In the Crusaders, the Reds will face the very measure of provincial rugby success in this part of the world. Seven Super Rugby championships, twice runners-up, and three more semi-final appearances prior to this year, the Crusaders have never finished the regular season lower than fourth in the last ten years.

They are literally the benchmark of southern hemisphere rugby.

The way they so clinically disposed of the Stormers on their home turf in Cape Town was almost scary. Jaque Fourie’s disallowed try in the 54th minute at Newlands evaporated any faint hopes of the Stormers season extending another week, and though the final score would be recorded only ten minutes later, there was never any chance the Crusaders wouldn’t be making a tenth appearance in a final in sixteen years.

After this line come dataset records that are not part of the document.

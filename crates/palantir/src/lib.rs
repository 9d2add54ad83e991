// SPDX-License-Identifier: AGPL-3.0-only
// Copyright (C) 2025 Palantir Project
// This program is free software: you can redistribute it and/or modify
// it under the terms of the GNU Affero General Public License version 3
// as published by the Free Software Foundation.
// This program is distributed in the hope that it will be useful,
// but WITHOUT ANY WARRANTY; without even the implied warranty of
// MERCHANTABILITY or FITNESS FOR A PARTICULAR PURPOSE.
// See the GNU Affero General Public License for more details.
// You should have received a copy of the GNU Affero General Public License
// along with this program. If not, see https://www.gnu.org/licenses/.

pub mod error;
pub mod hierarchy;
pub mod recommender;
pub mod relations;
pub mod results;

pub use error::{AdvisorError, DataError, DataResult, Result};
pub use hierarchy::{
    adjacent_relations, columns_are_hierarchical, is_composite_key, relations_are_hierarchical,
};
pub use recommender::{
    recommend_charts, ChartType, GeographicClassifier, NoopClassifier, Recommendation,
};
pub use relations::{
    analyse_relations, classify_relationship, column_links, ColumnLinks, LinkMap,
    RelationAnalysis, RelationType,
};
pub use results::{QueryResults, VariableCategories};

use serde::{Deserialize, Serialize};

/// Full analysis of one query result: pairwise key relations with their
/// link maps (kept for drill-down), the hierarchy verdict over the key
/// chain, and the chart recommendation. Recomputed from scratch per query;
/// nothing carries identity across executions.
#[derive(Debug, Clone, Serialize, Deserialize)]
pub struct QueryAnalysis {
    pub relations: RelationAnalysis,
    pub hierarchical: bool,
    pub recommendation: Recommendation,
}

/// Entry point bundling the pipeline: validate, infer relations over the
/// key chain, classify the hierarchy, recommend charts.
pub struct ChartAdvisor {
    classifier: Box<dyn GeographicClassifier>,
}

impl ChartAdvisor {
    pub fn new() -> Self {
        Self {
            classifier: Box::new(NoopClassifier),
        }
    }

    pub fn with_classifier(classifier: Box<dyn GeographicClassifier>) -> Self {
        Self { classifier }
    }

    pub async fn analyse(
        &self,
        results: &QueryResults,
        categories: &VariableCategories,
    ) -> Result<QueryAnalysis> {
        results.validate()?;
        categories.validate(results)?;

        let relations = analyse_relations(results, &categories.key)?;
        let hierarchical = categories.key.len() >= 2
            && columns_are_hierarchical(&relations, &categories.key)?;
        let recommendation =
            recommend_charts(categories, &relations, results, self.classifier.as_ref()).await?;

        Ok(QueryAnalysis {
            relations,
            hierarchical,
            recommendation,
        })
    }
}

impl Default for ChartAdvisor {
    fn default() -> Self {
        Self::new()
    }
}
//! Convoy Library
//!
//! Reconciles a container service on a managed orchestrator with a
//! desired state built from deployment inputs and stack outputs.

pub mod deploy;
pub mod errors;
pub mod filesys;
pub mod http;
pub mod logs;
pub mod models;
pub mod plane;
pub mod report;
pub mod settings;
pub mod stack;
pub mod utils;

If Quade Cooper was the star in Brisbane, Dan Carter wasn’t far behind him in Cape Town. Carter’s tactical kicking was excellent as usual, but it was also noticeable in the second half how he was dictating the Crusaders’ forward momentum. Not unlike a league halfback, Carter would station his runners off him at first receiver, and it nullified the Stormers midfield defence well.

And so, it all comes down to 80 minutes this Saturday night.

Super Rugby has served up some absolute belter games in 2011’s new expanded format, and it would be highly appropriate if the ‘Entertainers’ against the ‘Benchmark’ topped the lot of them. It should be a cracking final.